Oltre duecento milioni di persone risultano oggi prive di un lavoro, altrettanti i lavoratori migranti, quasi un miliardo gli abitanti del pianeta che vivono sotto la soglia di povertà. La comunità internazionale non è all'oscuro di quanto accade, eppure l'impegno per porvi riparo appare ancora ampiamente insufficiente“. Lo ha ricordato il presidente della Repubblica, Sergio Mattarella, nel corso del suo intervento a Ginevra durante la Conferenza internazionale dell'Ilo, l'agenzia specializzata dell'Onu che si occupa di problemi del lavoro.
Fenomeno
“La Convenzione sui lavoratori migranti del 1975, ad esempio, richiama la necessità – ha aggiunto – di promuovere spostamento di capitali e tecnologie piuttosto che di lavoratori.
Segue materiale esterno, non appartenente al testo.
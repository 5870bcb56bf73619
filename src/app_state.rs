// =============================================================================
// Central Application State — Pulsar Analyzer
// =============================================================================
//
// All request handlers hold an Arc reference to this state. Analysis results
// themselves are derived per request and never stored here; the state only
// carries configuration, the upstream client, and operational bookkeeping.
//
// Thread safety:
//   - Atomic counter for lock-free version tracking.
//   - parking_lot::RwLock for all mutable shared collections.
// =============================================================================

use std::sync::atomic::{AtomicU64, Ordering};
use std::sync::Arc;

use chrono::Utc;
use parking_lot::RwLock;

use crate::market_data::MarketDataClient;
use crate::runtime_config::RuntimeConfig;
use crate::types::ErrorRecord;

/// Maximum number of recent errors to retain.
const MAX_RECENT_ERRORS: usize = 50;

/// Central application state shared across all tasks via `Arc<AppState>`.
pub struct AppState {
    /// Monotonically increasing version counter. Incremented on every
    /// meaningful state mutation so dashboards can detect changes cheaply.
    pub state_version: AtomicU64,

    // ── Configuration ───────────────────────────────────────────────────
    pub runtime_config: Arc<RwLock<RuntimeConfig>>,

    // ── Upstream ────────────────────────────────────────────────────────
    pub market_client: Arc<MarketDataClient>,

    // ── Error Log ───────────────────────────────────────────────────────
    pub recent_errors: RwLock<Vec<ErrorRecord>>,

    // ── Timing ──────────────────────────────────────────────────────────
    /// Instant when the service was started. Used for uptime reporting.
    pub start_time: std::time::Instant,
}

impl AppState {
    /// Construct a new `AppState` from the given runtime configuration.
    /// The returned value is typically wrapped in `Arc` immediately.
    pub fn new(config: RuntimeConfig) -> Self {
        let market_client = Arc::new(MarketDataClient::new(config.market_data_base_url.clone()));

        Self {
            state_version: AtomicU64::new(0),
            runtime_config: Arc::new(RwLock::new(config)),
            market_client,
            recent_errors: RwLock::new(Vec::new()),
            start_time: std::time::Instant::now(),
        }
    }

    pub fn increment_version(&self) {
        self.state_version.fetch_add(1, Ordering::SeqCst);
    }

    pub fn current_state_version(&self) -> u64 {
        self.state_version.load(Ordering::SeqCst)
    }

    /// Append an error to the capped error log and bump the state version.
    pub fn push_error(&self, message: impl Into<String>, symbol: Option<&str>) {
        let record = ErrorRecord {
            message: message.into(),
            symbol: symbol.map(str::to_string),
            at: Utc::now().to_rfc3339(),
        };

        let mut errors = self.recent_errors.write();
        errors.push(record);
        let len = errors.len();
        if len > MAX_RECENT_ERRORS {
            errors.drain(..len - MAX_RECENT_ERRORS);
        }
        drop(errors);

        self.increment_version();
    }
}
// =============================================================================
// Mock Price Walk — synthetic fallback series
// =============================================================================
//
// When the upstream market-data API is unreachable, the analysis handler
// substitutes a geometric random walk so the dashboard still renders.
// Responses built from this data are flagged `"source": "mock"`.
//
// The walk is hourly: `days * 24` points ending at `now_ms`, each step
// multiplying the price by (1 + drift + noise) with noise drawn uniformly
// from [-0.02, 0.02] and a mild upward drift of 0.1% per step.
// =============================================================================

use rand::rngs::StdRng;
use rand::{Rng, SeedableRng};

use crate::types::{dedup_timestamps, PricePoint};

const HOUR_MS: i64 = 3_600_000;
const STEP_DRIFT: f64 = 0.001;
const STEP_NOISE: f64 = 0.02;

/// Rough reference prices so the synthetic series lands in a plausible
/// range for well-known coins. Unknown ids get a generic base.
fn base_price(coin_id: &str) -> f64 {
    match coin_id {
        "bitcoin" => 65_000.0,
        "ethereum" => 3_500.0,
        "solana" => 150.0,
        "cardano" => 0.45,
        "dogecoin" => 0.12,
        _ => 100.0,
    }
}

/// Generate a synthetic hourly price walk for `coin_id` covering `days`
/// days and ending at `now_ms`, using OS entropy.
pub fn mock_price_walk(coin_id: &str, days: u32, now_ms: i64) -> Vec<PricePoint> {
    mock_price_walk_seeded(coin_id, days, now_ms, rand::random())
}

/// Deterministic variant: the same seed always produces the same walk.
pub fn mock_price_walk_seeded(coin_id: &str, days: u32, now_ms: i64, seed: u64) -> Vec<PricePoint> {
    let mut rng = StdRng::seed_from_u64(seed);
    let steps = (days as usize) * 24;

    let mut points = Vec::with_capacity(steps);
    let mut price = base_price(coin_id);
    for i in 0..steps {
        let timestamp = now_ms - ((steps - 1 - i) as i64) * HOUR_MS;
        points.push(PricePoint::new(timestamp, price));
        let noise: f64 = rng.gen_range(-STEP_NOISE..=STEP_NOISE);
        price *= 1.0 + STEP_DRIFT + noise;
    }

    // Same clean-up contract as the upstream parser.
    dedup_timestamps(&mut points);
    points
}

// =============================================================================
// Unit Tests
// =============================================================================
#[cfg(test)]
mod tests {
    use super::*;

    const NOW_MS: i64 = 1_700_000_000_000;

    #[test]
    fn walk_has_hourly_ascending_timestamps() {
        let points = mock_price_walk_seeded("bitcoin", 7, NOW_MS, 42);
        assert_eq!(points.len(), 7 * 24);
        assert_eq!(points[points.len() - 1].timestamp, NOW_MS);
        for pair in points.windows(2) {
            assert_eq!(pair[1].timestamp - pair[0].timestamp, HOUR_MS);
        }
    }

    #[test]
    fn walk_prices_stay_positive() {
        // Worst case per step is a 1.9% drop; the walk can never cross zero.
        let points = mock_price_walk_seeded("ethereum", 30, NOW_MS, 7);
        assert!(points.iter().all(|p| p.price > 0.0));
    }

    #[test]
    fn walk_is_deterministic_for_a_seed() {
        let a = mock_price_walk_seeded("solana", 7, NOW_MS, 1234);
        let b = mock_price_walk_seeded("solana", 7, NOW_MS, 1234);
        assert_eq!(a, b);
    }

    #[test]
    fn walk_differs_across_seeds() {
        let a = mock_price_walk_seeded("solana", 7, NOW_MS, 1);
        let b = mock_price_walk_seeded("solana", 7, NOW_MS, 2);
        assert_ne!(a, b);
    }

    #[test]
    fn walk_starts_near_the_base_price() {
        let points = mock_price_walk_seeded("bitcoin", 7, NOW_MS, 9);
        assert_eq!(points[0].price, 65_000.0);
    }

    #[test]
    fn unknown_coin_gets_generic_base() {
        let points = mock_price_walk_seeded("notacoin", 1, NOW_MS, 9);
        assert_eq!(points[0].price, 100.0);
    }
}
Esorta a evitare lo sviluppo di movimenti migratori incontrollati o non assistiti, per le loro conseguenze negative sul piano sociale e umano. Sottolinea la necessità di parità di opportunità e trattamento per tutti i lavoratori”.
Salari
Il capo dello Stato ha poi sottolineato che oggi nei Paesi sviluppati la “quota riservata alla remunerazione del lavoro (incluso il reddito dei lavoratori autonomi), è passata da una incidenza del 68% sul Pil a metà degli anni '70 del secolo scorso, al 58% di trent'anni dopo. Ancora, mentre il capitale umano rappresenta il 65% della ricchezza globale, nei Paesi a basso reddito raggiunge solo il 41%. Assistiamo, cioè, a un andamento decrescente della quota salari sulla ricchezza prodotta ogni anno. Se la globalizzazione e l'aumento degli scambi commerciali hanno contribuito a ridurre le disuguaglianze fra Paesi, questo non è avvenuto in egual misura all'interno degli stessi”.
Processi dirompenti
Secondo Mattarella la “rapidissima e frenetica riorganizzazione dei processi produttivi sulla base di catene di valore su scala globale, l'incisività delle innovazioni, la crescente frammentarietà delle carriere lavorative individuali, i movimenti migratori, l'invecchiamento della popolazione in alcune aree del mondo e la persistente disoccupazione giovanile, sono tutti processi dirompenti che, se non verranno governati, potrebbero produrre conseguenze potenzialmente imprevedibili“.
Giustizia sociale e pace
La pace è possibile, ha sottolineato, “solo in un regime di giustizia sociale; la giustizia sociale suppone un regime di cooperazione più che di competizione economica; l'universalità della pace si basa sul carattere internazionale della cooperazione; infine, si manifesta essenziale la cooperazione tra i diversi attori del processo produttivo. E da quest'ultimo aspetto si coglie anche quanto sia vitale il carattere tripartito, attribuito, sin dalla sua costituzione, all'organizzazione, con il concorso dei governi, delle organizzazioni degli imprenditori e di quelle dei lavoratori”. Una risposta all'interrogativo sul futuro del lavoro, non può che ripartire – ha aggiunto il capo dello Stato – “dai principi fondamentali affermati dalla Dichiarazione di Filadelfia del 1944, quando la Seconda guerra mondiale appariva avviata alla conclusione con la sconfitta del nazifascismo: 1) il lavoro non è una merce; 2) la libertà di espressione e di associazione sono condizioni essenziali del progresso sociale; 3) la povertà, ovunque esista, costituisce un pericolo per la prosperità di tutti“.
Principi
Mattarella ha poi invitato a ripetere con determinazione “no al lavoro minorile e no al lavoro forzato. Sì alla parità di genere; alla protezione dell'infanzia e della maternità; alla sicurezza sul lavoro; alla protezione sociale; al lavoro strumento di libertà e mezzo di elevazione del tenore di vita; all'eguaglianza nel campo educativo e professionale; all'esercizio del diritto alla contrattazione collettiva”.